Not a dream ? Well, sorta, but not quite exactly. Let us explain :
In the beginning of the 20th century artists and writers consciously attempted to use the experience of dreaming as a source of inspiration for their work.
“For instance, surrealist Salvador Dali would lie down and place a glass on the floor. He would then put one end of a spoon on the edge of the glass and hold the other end between his fingers. As he drifted into the first stage of sleep, Dali’s fingers would naturally relax and release the spoon. The sound of the spoon crashing into the glass would then wake him up, and Dali would sketch the odd images that were drifting through his mind.” *
With the creation of Drop The Spoon we aimed to explore this boundary between sleeping and waking, a boundary which touches on the indefinite and the infinite, the surreal and the mysterious, the abstract and the methaphoric.
With the silent use of imagery we wanted to portray beauty, meaning and inspiration; opening doors to other worlds, dimensions and comprehension.
* From “Night School, The Life-Changing Science of Sleep” – Richard Wiseman
Jean-Luc Gason & Patrick Neys
Drop The Spoon was created in 2015, in Belgium, by creatives Patrick Neys, Jean-Luc Gason and Dirk Decloedt. All three were educated and inspired by the work and artistry of Franco Dragone, the visionary director who’s influence has transformed live entertainment for the last 30 years. In 2020, Dirk Decloedt stepped away from the management of Drop The Spoon in a friendly manner, but he is still very close to us by collaborating closely on some of our different projects.
During those years working together, we accumulated wealth of experience in world class permanent shows, but also on smaller scale events, either corporate or governmental, and we learned a lot about what doing theatre actually is. This might be our greatest force, on top of being “video guys”, we were drowned into the whole creative process behind a show, closely working on the pre-production with the director of course, but also with the technical director, costume designer, FX designer, props designer…
But even more, we learned (the hard way) to get out of our offices and computer comfort and discover the sometime harsh but fascinating world of the venue.
We came to it by chance, and we never left…
While we learned a lot and are very proud to have been part of Dragone for a long time, we decided to part from it and create Drop The Spoon as a complete standalone company in November 2015.
Of course we still have friends at Dragone, and we are honored to have been contracted by them for several project since then.

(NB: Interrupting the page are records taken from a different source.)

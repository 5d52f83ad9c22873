//! Collision detection for axis-aligned boxes
//!
//! Detection is pure: nothing here mutates entities. Callers decide what a
//! hit means (destroy a brick, flip a velocity, release a pool slot).

use serde::{Deserialize, Serialize};

use super::geometry::Rect;

/// Side of a rectangle through which a collision occurred
#[derive(Debug, Clone, Copy, PartialEq, Eq, Serialize, Deserialize)]
pub enum Face {
    Left,
    Top,
    Right,
    Bottom,
}

impl Face {
    /// Top and Bottom hits reflect the vertical velocity component
    pub fn is_vertical(self) -> bool {
        matches!(self, Face::Top | Face::Bottom)
    }
}

/// First obstacle hit during a scan
#[derive(Debug, Clone, Copy, PartialEq, Eq)]
pub struct Hit<K> {
    pub key: K,
    pub face: Face,
}

/// AABB overlap test. Bounds are inclusive: touching edges count.
#[inline]
pub fn overlaps(a: &Rect, b: &Rect) -> bool {
    let hit_x = a.right() >= b.left() && b.right() >= a.left();
    let hit_y = a.bottom() >= b.top() && b.bottom() >= a.top();
    hit_x && hit_y
}

/// Classify which face of `stationary` the `moving` box struck
///
/// Assumes the two boxes overlap. The axis with the larger shared span
/// decides: a wide, shallow overlap is a Top/Bottom hit, a tall, narrow one
/// is Left/Right. Equal spans resolve to Left/Right.
pub fn resolve_face(moving: &Rect, stationary: &Rect) -> Face {
    let (a_min, a_max) = (moving.min(), moving.max());
    let (b_min, b_max) = (stationary.min(), stationary.max());
    let x_overlap = a_max.x.min(b_max.x) - a_min.x.max(b_min.x);
    let y_overlap = a_max.y.min(b_max.y) - a_min.y.max(b_min.y);

    if x_overlap > y_overlap {
        if moving.center.y > stationary.center.y {
            Face::Bottom
        } else {
            Face::Top
        }
    } else if moving.center.x > stationary.center.x {
        Face::Right
    } else {
        Face::Left
    }
}

/// Scan obstacles in order and stop at the first overlap
///
/// At most one obstacle is reported per call, even when `moving` overlaps
/// several of them.
pub fn first_hit<K, I>(moving: &Rect, obstacles: I) -> Option<Hit<K>>
where
    I: IntoIterator<Item = (K, Rect)>,
{
    obstacles
        .into_iter()
        .find(|(_, rect)| overlaps(moving, rect))
        .map(|(key, rect)| Hit {
            key,
            face: resolve_face(moving, &rect),
        })
}

/// Brick-breaker paddle contact
///
/// The ball touches once its center has dropped to the paddle's top edge and
/// its left edge lies within the paddle's horizontal span. Only the upper
/// half of the ball counts, so this is not a full box overlap.
pub fn ball_touches_floor_paddle(ball: &Rect, paddle: &Rect) -> bool {
    ball.center.y >= paddle.top() && ball.left() >= paddle.left() && ball.left() <= paddle.right()
}

/// Volley paddle contact
///
/// The ball's center must lie in the band starting at the paddle's center
/// and extending one full paddle width toward +x, and within the paddle's
/// vertical span.
pub fn ball_touches_side_paddle(ball: &Rect, paddle: &Rect) -> bool {
    let c = ball.center;
    let in_x = c.x >= paddle.center.x && c.x <= paddle.center.x + paddle.size().x;
    let in_y = c.y >= paddle.top() && c.y <= paddle.bottom();
    in_x && in_y
}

It was time for the spoons to leave the nest !
It was time for us to leave the nest, but since then, and even more so since his passing on September 30th, 2022, our hearts and the way we create will forever hold the soul and creative spirit of Franco Dragone, the one who made us grow and become who we are today.
From now on, his voice with its biblical tone will no longer resound in our ears but loudly in our heads and our hearts.
We could start enumerating things like architectural mapping, live show content, corporate event, editing… But all that is explained in details in our services page.
No, instead let’s get to the core of what we do :
Whether ours, when given a wildcard for a project or a mapping, or yours with your help and following your vision. This is what drives us, because this is what creates emotions. We strongly believe storytelling is at the heart of what we do, more than any technical gimmic our will is to help carry the story and emotion through the video in your show/event/concert while always keeping in mind the delicate balance of the show. And even more than just video, during our journey we learned to use and design sound, music, fountains, scene FX, lighting… We became art directors on top of all this, meaning we can easily take responsability for all these creative parts or communicate with the people in charge and work together as a team.
But we always integrate with the scene, never taking over it (unless needed). It’s one of the most important legacy we acquired from our time on all the shows we worked on : we learned to listen to the needs of the show, of the scene, and to respond to it in a delicate whisper rather that shouting out loud.
That doesn’t mean we aren’t always looking for cutting edge technology to achieve this, but for us technology serves the content, not the opposite.